The effect of simvastatin treatment on endothelial cell response to shear stress and tumor necrosis factor alpha stimulation

Background: Statin drugs are one of the most commonly prescribed pharmaceuticals by physicians. By blocking the rate-limiting step in the cholesterol biosynthesis pathway, statins inhibit cholesterol synthesis, which benefits patient health. However, since many other important cellular processes are regulated within this pathway, they may also be influenced by statin therapy. These pleiotropic effects of statins have not been fully investigated, but are believed to positively influence endothelial cells (ECs), which line the vasculature in a confluent monolayer. Few studies have considered the effect of blood flow on ECs and how this may augment EC response to statins. Methods: In this study, the effect of statin treatment on ECs is investigated for cells stimulated with tumor necrosis factor alpha (TNF-alpha), an inflammatory cytokine that promotes an atheroprone endothelium. Additionally, ECs are exposed to a physiologically relevant wall shear stress (WSS) of 12.5 dynes/cm(2) using a three-dimensional tissue culture model to provide a realistic hemodynamic environment. ECs are analyzed for morphology using light microscopy as well as cytoskeletal structure and alignment using confocal microscopy. Statistical analysis is performed on the results using both the one-way analysis of variance with Bonferroni post-tests and the two-tailed t test. Results: We have shown that statin treatment caused cells to adapt to a rounded, atheroprone morphology, with a significantly higher shape index. Oppositely, TNF-alpha stimulation caused cells to elongate to an atheroprotective morphology, with a significantly lower shape index.
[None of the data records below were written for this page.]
use std::time::Duration;

use tracing::warn;

/// Runtime configuration (env / `.env`, overridable from the CLI).
#[derive(Debug, Clone)]
pub struct Config {
    pub repo_owner: String,
    pub repo_name: String,
    pub repo_branch: String,
    pub github_token: Option<String>,
    /// Ceiling on in-flight requests to the hosting origin.
    pub max_concurrent_requests: usize,
    pub http_timeout: Duration,
}

impl Default for Config {
    fn default() -> Self {
        Self {
            repo_owner: "MicrosoftDocs".to_string(),
            repo_name: "learn".to_string(),
            repo_branch: "main".to_string(),
            github_token: None,
            max_concurrent_requests: 6,
            http_timeout: Duration::from_secs(30),
        }
    }
}

impl Config {
    pub fn from_env() -> Self {
        let defaults = Self::default();

        let repo_owner = dotenv::var("LEARN_REPO_OWNER").unwrap_or(defaults.repo_owner);
        let repo_name = dotenv::var("LEARN_REPO_NAME").unwrap_or(defaults.repo_name);
        let repo_branch = dotenv::var("LEARN_REPO_BRANCH").unwrap_or(defaults.repo_branch);
        let github_token = dotenv::var("GITHUB_TOKEN").ok().filter(|t| !t.is_empty());

        let max_concurrent_requests = parse_var(
            "LEARN_MAX_CONCURRENT_REQUESTS",
            defaults.max_concurrent_requests,
        )
        .max(1);
        let http_timeout = Duration::from_secs(parse_var(
            "LEARN_HTTP_TIMEOUT_SECS",
            defaults.http_timeout.as_secs(),
        ));

        Self {
            repo_owner,
            repo_name,
            repo_branch,
            github_token,
            max_concurrent_requests,
            http_timeout,
        }
    }
}

/// Numeric env var with a default; unparsable values are reported and ignored.
fn parse_var<T: std::str::FromStr + Copy + std::fmt::Display>(name: &str, default: T) -> T {
    match dotenv::var(name) {
        Ok(raw) => match raw.trim().parse::<T>() {
            Ok(value) => value,
            Err(_) => {
                warn!(var = name, value = %raw, default = %default, "Invalid numeric setting, using default");
                default
            }
        },
        Err(_) => default,
    }
}

#[cfg(test)]
mod tests {
    use super::*;

    #[test]
    fn test_defaults_point_at_learn_repo() {
        let config = Config::default();
        assert_eq!(config.repo_owner, "MicrosoftDocs");
        assert_eq!(config.repo_name, "learn");
        assert_eq!(config.repo_branch, "main");
        assert_eq!(config.max_concurrent_requests, 6);
        assert!(config.github_token.is_none());
    }

    #[test]
    fn test_parse_var_falls_back_when_unset() {
        let value: usize = parse_var("LEARN_RESOLVER_TEST_UNSET_VARIABLE", 17);
        assert_eq!(value, 17);
    }
}
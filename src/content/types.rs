use std::collections::BTreeMap;

use chrono::{DateTime, Utc};
use serde::Serialize;

use crate::markdown::ExpandedMarkdown;

/// Maps `IMG_REF_` tokens to `data:` URLs.
pub type ImageReferenceMap = BTreeMap<String, String>;

/// One training unit, built from a `### YamlMime:ModuleUnit` document.
#[derive(Debug, Clone, Serialize)]
#[serde(rename_all = "camelCase")]
pub struct Unit {
    pub uid: String,
    pub title: String,
    pub duration_in_minutes: u32,
    pub metadata: serde_yaml::Mapping,
    /// Repository path of the unit's YAML file.
    pub source_path: String,
    pub markdown_content: Option<ExpandedMarkdown>,
    /// blake3 hex digest of the expanded Markdown.
    pub content_id: Option<String>,
    pub quiz: Option<Quiz>,
}

#[derive(Debug, Clone, Default, Serialize)]
#[serde(rename_all = "camelCase")]
pub struct Quiz {
    pub title: Option<String>,
    pub questions: Vec<QuizQuestion>,
}

#[derive(Debug, Clone, Serialize)]
#[serde(rename_all = "camelCase")]
pub struct QuizQuestion {
    pub content: String,
    pub choices: Vec<QuizChoice>,
}

#[derive(Debug, Clone, Serialize)]
#[serde(rename_all = "camelCase")]
pub struct QuizChoice {
    pub content: String,
    pub is_correct: bool,
    pub explanation: Option<String>,
}

#[derive(Debug, Clone, Serialize)]
#[serde(rename_all = "camelCase")]
pub struct Module {
    pub uid: String,
    pub title: String,
    pub summary: String,
    #[serde(rename = "abstract")]
    pub abstract_text: String,
    pub prerequisites: String,
    pub icon_url: Option<String>,
    pub levels: Vec<String>,
    pub roles: Vec<String>,
    pub products: Vec<String>,
    pub subjects: Vec<String>,
    pub badge_uid: Option<String>,
    /// Unit UIDs in the order the overview lists them.
    pub unit_uids: Vec<String>,
    pub metadata: serde_yaml::Mapping,
    /// Repository folder the module was downloaded from.
    pub folder: String,
    pub units: Vec<Unit>,
    pub image_reference_map: ImageReferenceMap,
    /// blake3 hex digest over the unit digests, in unit order.
    pub content_id: Option<String>,
    pub fetched_at: Option<DateTime<Utc>>,
}

impl Module {
    pub fn total_duration_minutes(&self) -> u32 {
        self.units.iter().map(|u| u.duration_in_minutes).sum()
    }

    pub fn compute_content_id(&self) -> String {
        let mut hasher = blake3::Hasher::new();
        for unit in &self.units {
            for field in [unit.uid.as_str(), unit.content_id.as_deref().unwrap_or("")] {
                hasher.update(&(field.len() as u64).to_le_bytes());
                hasher.update(field.as_bytes());
            }
        }
        hasher.finalize().to_hex().to_string()
    }
}

#[derive(Debug, Clone, Serialize)]
#[serde(rename_all = "camelCase")]
pub struct LearningPath {
    pub uid: String,
    pub title: String,
    pub summary: String,
    pub prerequisites: String,
    pub icon_url: Option<String>,
    pub levels: Vec<String>,
    pub roles: Vec<String>,
    pub products: Vec<String>,
    pub subjects: Vec<String>,
    pub trophy_uid: Option<String>,
    /// Member module UIDs as listed, including any that failed to download.
    pub module_uids: Vec<String>,
    pub metadata: serde_yaml::Mapping,
    pub folder: String,
    pub modules: Vec<Module>,
    pub fetched_at: Option<DateTime<Utc>>,
}

/// Result of a top-level download.
#[derive(Debug, Clone, Serialize)]
#[serde(tag = "kind", rename_all = "kebab-case")]
pub enum Content {
    Module(Module),
    LearningPath(LearningPath),
}

#[cfg(test)]
mod tests {
    use super::*;

    fn unit(uid: &str, content_id: Option<&str>) -> Unit {
        Unit {
            uid: uid.to_string(),
            title: String::new(),
            duration_in_minutes: 1,
            metadata: Default::default(),
            source_path: format!("m/{uid}.yml"),
            markdown_content: None,
            content_id: content_id.map(str::to_string),
            quiz: None,
        }
    }

    fn module(units: Vec<Unit>) -> Module {
        Module {
            uid: "learn.m".to_string(),
            title: String::new(),
            summary: String::new(),
            abstract_text: String::new(),
            prerequisites: String::new(),
            icon_url: None,
            levels: Vec::new(),
            roles: Vec::new(),
            products: Vec::new(),
            subjects: Vec::new(),
            badge_uid: None,
            unit_uids: Vec::new(),
            metadata: Default::default(),
            folder: "m".to_string(),
            units,
            image_reference_map: Default::default(),
            content_id: None,
            fetched_at: None,
        }
    }

    #[test]
    fn test_content_id_keeps_field_boundaries() {
        let joined = module(vec![unit("ab", None)]).compute_content_id();
        let split = module(vec![unit("a", Some("b"))]).compute_content_id();
        assert_ne!(joined, split);

        let shifted = module(vec![unit("a", Some("bc")), unit("d", None)]).compute_content_id();
        let other = module(vec![unit("a", Some("b")), unit("cd", None)]).compute_content_id();
        assert_ne!(shifted, other);
    }

    #[test]
    fn test_content_id_follows_unit_order() {
        let a = unit("a", Some("1"));
        let b = unit("b", Some("2"));
        let forward = module(vec![a.clone(), b.clone()]);
        assert_eq!(forward.compute_content_id(), forward.compute_content_id());
        assert_ne!(forward.compute_content_id(), module(vec![b, a]).compute_content_id());
        assert_eq!(forward.total_duration_minutes(), 2);
    }
}
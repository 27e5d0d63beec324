use std::sync::Arc;

use anyhow::{Context, Result};
use base64::Engine;

use crate::fetch::cache::ContentCache;
use crate::fetch::{Fetch, FetchError};
use crate::markdown::FileReader;
use crate::paths;
use crate::repo::{parse_listing, DirEntry, Repository};

/// State of one top-level download: the fetcher, the repository it reads
/// from, and the request cache. Create one per download so concurrent
/// downloads never share or clear each other's cache.
pub struct Session<F> {
    fetcher: F,
    repo: Repository,
    cache: ContentCache,
}

impl<F: Fetch> Session<F> {
    pub fn new(fetcher: F, repo: Repository) -> Self {
        Self {
            fetcher,
            repo,
            cache: ContentCache::new(),
        }
    }

    pub fn repo(&self) -> &Repository {
        &self.repo
    }

    #[cfg(test)]
    pub fn fetcher(&self) -> &F {
        &self.fetcher
    }

    pub async fn clear(&self) {
        self.cache.clear().await;
    }

    pub async fn cached_entries(&self) -> usize {
        self.cache.len().await
    }

    /// Immediate children of a repository folder.
    pub async fn list_folder(&self, folder: &str) -> Result<Vec<DirEntry>> {
        let url = self.repo.contents_url(folder);
        let body = self
            .cache
            .document(&url, || self.fetcher.get_text(&url))
            .await
            .with_context(|| format!("Failed to list folder '{}'", folder))?;
        parse_listing(folder, &body)
    }

    pub async fn read_url(&self, url: &str) -> Result<Arc<str>, FetchError> {
        self.cache.document(url, || self.fetcher.get_text(url)).await
    }

    /// Download a media file as a `data:` URL.
    pub async fn read_media(&self, url: &str, path: &str) -> Result<Arc<str>, FetchError> {
        self.cache
            .media(url, || async {
                let bytes = self.fetcher.get_bytes(url).await?;
                Ok(data_url(mime_type(path), &bytes))
            })
            .await
    }

    /// Repository folder behind a Learn page URL. Always hits the network.
    pub async fn folder_from_learn_page(&self, url: &str) -> Result<String> {
        paths::extract_folder_from_learn_page(&self.fetcher, url).await
    }
}

impl<F: Fetch> FileReader for Session<F> {
    async fn read_file(&self, path: &str) -> Result<Arc<str>, FetchError> {
        let url = self.repo.raw_url(path);
        self.read_url(&url).await
    }
}

pub fn data_url(mime: &str, bytes: &[u8]) -> String {
    format!(
        "data:{};base64,{}",
        mime,
        base64::engine::general_purpose::STANDARD.encode(bytes)
    )
}

pub fn mime_type(path: &str) -> &'static str {
    let ext = path
        .rsplit_once('.')
        .map(|(_, ext)| ext.to_ascii_lowercase())
        .unwrap_or_default();
    match ext.as_str() {
        "png" => "image/png",
        "jpg" | "jpeg" => "image/jpeg",
        "gif" => "image/gif",
        "svg" => "image/svg+xml",
        "webp" => "image/webp",
        "bmp" => "image/bmp",
        "ico" => "image/x-icon",
        "mp4" => "video/mp4",
        _ => "application/octet-stream",
    }
}
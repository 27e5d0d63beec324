mod config;
mod content;
mod fetch;
mod markdown;
mod paths;
mod repo;
mod session;
#[cfg(test)]
mod test_support;

use std::fmt::Write as _;

use anyhow::{Context, Result};
use clap::{Parser, ValueEnum};
use tracing::{info, Level};

use config::Config;
use content::types::{Content, Module};
use content::Downloader;
use fetch::HttpFetcher;
use repo::Repository;
use session::Session;

/// Download a Microsoft Learn module or learning path with all of its
/// Markdown includes, code snippets and images resolved.
#[derive(Debug, Parser)]
#[command(name = "learn-resolver", version)]
struct Cli {
    /// Learn URL, repository folder, or (with --uid) a content UID
    input: String,

    /// Treat INPUT as a module or learning path UID
    #[arg(long)]
    uid: bool,

    #[arg(long, value_enum, default_value_t = OutputFormat::Json)]
    format: OutputFormat,

    #[arg(long)]
    owner: Option<String>,

    #[arg(long)]
    repo: Option<String>,

    #[arg(long)]
    branch: Option<String>,

    /// Ceiling on simultaneous requests
    #[arg(long)]
    max_concurrent: Option<usize>,

    #[arg(short, long)]
    verbose: bool,
}

#[derive(Debug, Clone, Copy, PartialEq, Eq, ValueEnum)]
enum OutputFormat {
    Json,
    Markdown,
}

#[tokio::main]
async fn main() -> Result<()> {
    let cli = Cli::parse();

    tracing_subscriber::fmt()
        .with_max_level(if cli.verbose { Level::DEBUG } else { Level::INFO })
        .with_writer(std::io::stderr)
        .init();

    let _ = dotenv::dotenv();
    let config = apply_overrides(Config::from_env(), &cli);
    info!(
        owner = %config.repo_owner,
        repo = %config.repo_name,
        branch = %config.repo_branch,
        "Using content repository"
    );

    let fetcher = HttpFetcher::new(&config)?;
    let session = Session::new(fetcher, Repository::from_config(&config));
    let downloader = Downloader::new(session);

    let content = downloader
        .download(&cli.input, cli.uid)
        .await
        .with_context(|| format!("Failed to download '{}'", cli.input))?;

    let output = match cli.format {
        OutputFormat::Json => {
            serde_json::to_string_pretty(&content).context("Failed to serialize content")?
        }
        OutputFormat::Markdown => render_markdown(&content),
    };
    println!("{}", output);
    Ok(())
}

fn apply_overrides(mut config: Config, cli: &Cli) -> Config {
    if let Some(owner) = &cli.owner {
        config.repo_owner = owner.clone();
    }
    if let Some(repo) = &cli.repo {
        config.repo_name = repo.clone();
    }
    if let Some(branch) = &cli.branch {
        config.repo_branch = branch.clone();
    }
    if let Some(max) = cli.max_concurrent {
        config.max_concurrent_requests = max.max(1);
    }
    config
}

/// Single Markdown document with image tokens swapped for their data URLs.
fn render_markdown(content: &Content) -> String {
    let mut out = String::new();
    match content {
        Content::Module(module) => render_module(&mut out, module, "#"),
        Content::LearningPath(path) => {
            let _ = writeln!(out, "# {}\n", path.title);
            if !path.summary.is_empty() {
                let _ = writeln!(out, "{}\n", path.summary.trim());
            }
            for module in &path.modules {
                render_module(&mut out, module, "##");
            }
        }
    }
    out
}

fn render_module(out: &mut String, module: &Module, heading: &str) {
    let _ = writeln!(
        out,
        "{} {}\n\n_{} units, {} minutes_\n",
        heading,
        module.title,
        module.units.len(),
        module.total_duration_minutes()
    );
    for unit in &module.units {
        let _ = writeln!(out, "{}# {}\n", heading, unit.title);
        let Some(md) = &unit.markdown_content else {
            continue;
        };
        let mut body = md.content.clone();
        for image in &md.images {
            if let Some(data) = module.image_reference_map.get(&image.reference) {
                body = body.replace(&format!("]({}", image.reference), &format!("]({}", data));
            }
        }
        let _ = writeln!(out, "{}\n", body.trim_end());
    }
}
WSS and TNF-alpha were unable to reverse any statin-induced cell rounding or F-actin disruption. Conclusion: Further work is therefore needed to determine why statin drugs cause cells to have an atheroprone morphology, but an atheroprotective genotype, and why TNF-alpha stimulation causes an atheroprotective morphology, but an atheroprone genotype. Despite the morphological changes due to statins or stimulation, ECs still respond to WSS. Understanding how statins influence ECs will allow for more targeted treatments for hypercholestemia and potentially other diseases.